## [Exercise]
Once you find a line containing the word "into" in the entries below, copy it.

[[ Exercise inputs open ]]

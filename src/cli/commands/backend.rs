use clap::{Arg, Command};

pub const ARG_BACKEND_URL: &str = "backend-url";
pub const ARG_TIMEOUT: &str = "timeout";

#[must_use]
pub fn with_args(command: Command) -> Command {
    command
        .arg(
            Arg::new(ARG_BACKEND_URL)
                .short('b')
                .long("backend-url")
                .help("Backend base URL, example: https://api.tld or https://api.tld/prefix")
                .env("PINGATE_BACKEND_URL")
                .required(true),
        )
        .arg(
            Arg::new(ARG_TIMEOUT)
                .short('t')
                .long("timeout")
                .help("Request timeout in seconds")
                .default_value("10")
                .env("PINGATE_TIMEOUT")
                .value_parser(clap::value_parser!(u64).range(1..=300)),
        )
}
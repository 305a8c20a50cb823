use crate::cli::{actions::Action, commands, dispatch, telemetry};
use anyhow::Result;

/// Map verbosity count to tracing level
const fn get_verbosity_level(verbosity: u8) -> Option<tracing::Level> {
    match verbosity {
        0 => None,
        1 => Some(tracing::Level::WARN),
        2 => Some(tracing::Level::INFO),
        3 => Some(tracing::Level::DEBUG),
        _ => Some(tracing::Level::TRACE),
    }
}

/// Parse arguments, initialize logging and build the [`Action`] to run.
///
/// # Errors
///
/// Returns an error if telemetry initialization or action dispatch fails
pub fn start() -> Result<Action> {
    let matches = commands::new().get_matches();

    let verbosity_level = get_verbosity_level(
        matches
            .get_one::<u8>(commands::logging::ARG_VERBOSITY)
            .copied()
            .unwrap_or(0),
    );
    let json = matches.get_flag(commands::logging::ARG_JSON_LOGS);

    telemetry::init(verbosity_level, json)?;

    dispatch::handler(&matches)
}
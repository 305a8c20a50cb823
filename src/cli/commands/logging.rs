use clap::{builder::ValueParser, Arg, ArgAction, Command};

pub const ARG_VERBOSITY: &str = "verbosity";
pub const ARG_JSON_LOGS: &str = "json-logs";

#[must_use]
pub fn validator_log_level() -> ValueParser {
    ValueParser::from(move |level: &str| -> std::result::Result<u8, String> {
        if let Ok(parsed) = level.parse::<u8>() {
            if parsed <= 4 {
                return Ok(parsed);
            }
        }

        match level.to_lowercase().as_str() {
            "error" => Ok(0),
            "warn" => Ok(1),
            "info" => Ok(2),
            "debug" => Ok(3),
            "trace" => Ok(4),
            _ => Err("invalid log level".to_string()),
        }
    })
}

#[must_use]
pub fn with_args(command: Command) -> Command {
    command
        .arg(
            Arg::new(ARG_VERBOSITY)
                .short('v')
                .long("verbose")
                .help("Verbosity level: ERROR, WARN, INFO, DEBUG, TRACE (default: ERROR)")
                .env("PINGATE_LOG_LEVEL")
                .global(true)
                .action(ArgAction::Count)
                .value_parser(validator_log_level()),
        )
        .arg(
            Arg::new(ARG_JSON_LOGS)
                .long("json-logs")
                .help("Emit logs as JSON lines on stderr")
                .env("PINGATE_LOG_JSON")
                .action(ArgAction::SetTrue),
        )
}
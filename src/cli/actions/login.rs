use crate::gate::{Backend, Gate, GateState, HttpClient, Key, Navigator, ReqwestClient, Route};
use anyhow::{anyhow, bail, Context, Result};
use secrecy::{ExposeSecret, SecretString};
use std::{future::Future, time::Duration};
use tokio::io::{self, AsyncBufRead, AsyncBufReadExt, BufReader};
use tracing::{debug, info, warn};

#[derive(Debug)]
pub struct Args {
    pub identifier: Option<String>,
    pub backend: Backend,
    pub timeout: Duration,
    pub pin: Option<SecretString>,
}

/// Prints each route on its own line to stdout.
#[derive(Debug, Default)]
pub struct TerminalNavigator;

impl Navigator for TerminalNavigator {
    fn navigate(&self, route: &Route) {
        println!("{route}");
    }
}

/// Run the gate against the configured backend.
/// # Errors
/// Returns an error if the gate lands on the error page, the user interrupts,
/// or input ends before a PIN is accepted.
pub async fn execute(args: Args) -> Result<()> {
    info!(backend = %args.backend.base_url(), "Starting PIN gate");

    let client = ReqwestClient::new(args.timeout).context("failed to build HTTP client")?;
    let mut gate = Gate::new(client, args.backend, TerminalNavigator);
    let interrupt = tokio::signal::ctrl_c();

    let state = if let Some(pin) = &args.pin {
        drive(
            &mut gate,
            args.identifier.as_deref(),
            pin.expose_secret().as_bytes(),
            interrupt,
        )
        .await?
    } else {
        drive(
            &mut gate,
            args.identifier.as_deref(),
            BufReader::new(io::stdin()),
            interrupt,
        )
        .await?
    };

    debug!(?state, "Gate finished");
    Ok(())
}

/// Feed keys from `input` into the gate until it settles.
///
/// Each line is split into keys; `-` or `<` removes the last digit. Keys left
/// on a line after a submission are dropped, like key presses during an
/// in-flight verification. `interrupt` completing leaves the gate.
pub async fn drive<C, N, R, I>(
    gate: &mut Gate<C, N>,
    identifier: Option<&str>,
    input: R,
    interrupt: I,
) -> Result<GateState>
where
    C: HttpClient,
    N: Navigator,
    R: AsyncBufRead + Unpin,
    I: Future,
{
    tokio::pin!(interrupt);

    let entered = tokio::select! {
        state = gate.enter(identifier) => Some(state),
        _ = &mut interrupt => None,
    };
    let Some(state) = entered else {
        gate.leave();
        bail!("interrupted");
    };

    match state {
        GateState::AwaitingCode => eprintln!("Enter your {}-digit PIN", crate::gate::PIN_LENGTH),
        GateState::ErrorSurface => return Err(failure(gate)),
        _ => return Ok(state),
    }

    let mut lines = input.lines();
    loop {
        let next = tokio::select! {
            line = lines.next_line() => Some(line),
            _ = &mut interrupt => None,
        };
        let Some(line) = next else {
            gate.leave();
            bail!("interrupted");
        };
        let Some(line) = line.context("failed to read keys")? else {
            gate.leave();
            bail!("input closed before a PIN was accepted");
        };

        for value in line.chars().filter(|value| !value.is_whitespace()) {
            let key = match Key::try_from(value) {
                Ok(key) => key,
                Err(err) => {
                    warn!("{err}");
                    eprintln!("{err}");
                    continue;
                }
            };

            let failed_before = gate.controller().failed_attempts();
            let pressed = tokio::select! {
                state = gate.press(key) => Some(state),
                _ = &mut interrupt => None,
            };
            let Some(state) = pressed else {
                gate.leave();
                bail!("interrupted");
            };

            match state {
                GateState::AwaitingCode if gate.controller().failed_attempts() > failed_before => {
                    if let Some(rejection) = gate.controller().last_rejection() {
                        eprintln!("{rejection}, try again");
                    }
                    break;
                }
                GateState::AwaitingCode => eprintln!("PIN {}", gate.controller().buffer().mask()),
                GateState::ErrorSurface => return Err(failure(gate)),
                _ => return Ok(state),
            }
        }
    }
}

fn failure<C: HttpClient, N: Navigator>(gate: &Gate<C, N>) -> anyhow::Error {
    gate.controller()
        .error()
        .map_or_else(|| anyhow!("authentication failed"), |err| anyhow::Error::new(err.clone()))
}
//! Fixed-capacity digit buffer backing the PIN keypad. The buffer only ever
//! holds decimal digits; keypad placeholders and other symbols are rejected
//! before they reach it. Its `Debug` output never includes the digits.

use super::error::KeyError;
use secrecy::SecretString;
use std::fmt;

/// Number of digits in a PIN.
pub const PIN_LENGTH: usize = 4;

/// A single decimal digit.
#[derive(Clone, Copy, PartialEq, Eq)]
pub struct Digit(u8);

impl Digit {
    #[must_use]
    pub fn new(value: u8) -> Option<Self> {
        (value <= 9).then_some(Self(value))
    }

    #[must_use]
    pub fn value(self) -> u8 {
        self.0
    }

    fn as_char(self) -> char {
        char::from(b'0' + self.0)
    }
}

impl fmt::Debug for Digit {
    fn fmt(&self, formatter: &mut fmt::Formatter<'_>) -> fmt::Result {
        formatter.write_str("Digit(*)")
    }
}

impl TryFrom<char> for Digit {
    type Error = KeyError;

    fn try_from(value: char) -> Result<Self, Self::Error> {
        value
            .to_digit(10)
            .and_then(|digit| u8::try_from(digit).ok())
            .and_then(Self::new)
            .ok_or(KeyError::Unsupported(value))
    }
}

/// A keypad press.
#[derive(Clone, Copy, Debug, PartialEq, Eq)]
pub enum Key {
    Digit(Digit),
    RemoveLast,
}

impl TryFrom<char> for Key {
    type Error = KeyError;

    /// `-`, `<`, backspace and delete map to [`Key::RemoveLast`].
    fn try_from(value: char) -> Result<Self, Self::Error> {
        match value {
            '-' | '<' | '\u{8}' | '\u{7f}' => Ok(Self::RemoveLast),
            _ => Digit::try_from(value).map(Self::Digit),
        }
    }
}

/// Ordered PIN digits, at most [`PIN_LENGTH`] of them.
#[derive(Clone, Default, PartialEq, Eq)]
pub struct PinBuffer {
    slots: [Option<Digit>; PIN_LENGTH],
}

impl PinBuffer {
    #[must_use]
    pub fn new() -> Self {
        Self::default()
    }

    /// Fills the first empty slot and returns the new length.
    /// Ignored once the buffer is complete.
    pub fn append_digit(&mut self, digit: Digit) -> usize {
        if let Some(slot) = self.slots.iter_mut().find(|slot| slot.is_none()) {
            *slot = Some(digit);
        }
        self.len()
    }

    /// Clears the highest filled slot and returns the new length.
    pub fn remove_last(&mut self) -> usize {
        if let Some(slot) = self.slots.iter_mut().rev().find(|slot| slot.is_some()) {
            *slot = None;
        }
        self.len()
    }

    #[must_use]
    pub fn len(&self) -> usize {
        self.slots.iter().filter(|slot| slot.is_some()).count()
    }

    #[must_use]
    pub fn is_empty(&self) -> bool {
        self.len() == 0
    }

    #[must_use]
    pub fn is_complete(&self) -> bool {
        self.len() == PIN_LENGTH
    }

    pub fn reset(&mut self) {
        self.slots = [None; PIN_LENGTH];
    }

    /// The collected code, only once the buffer is complete.
    #[must_use]
    pub fn code(&self) -> Option<SecretString> {
        if !self.is_complete() {
            return None;
        }
        let code: String = self.slots.iter().flatten().map(|digit| digit.as_char()).collect();
        Some(SecretString::from(code))
    }

    /// Masked rendering such as `**__`, safe to display.
    #[must_use]
    pub fn mask(&self) -> String {
        self.slots
            .iter()
            .map(|slot| if slot.is_some() { '*' } else { '_' })
            .collect()
    }
}

impl fmt::Debug for PinBuffer {
    fn fmt(&self, formatter: &mut fmt::Formatter<'_>) -> fmt::Result {
        formatter
            .debug_struct("PinBuffer")
            .field("len", &self.len())
            .finish()
    }
}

[[ Exercise inputs closed ]]

## [Written solution]
/// Feed keys from `input` into the gate until it settles.
/// Each line is split into keys; `-` or `<` removes the last digit. Keys left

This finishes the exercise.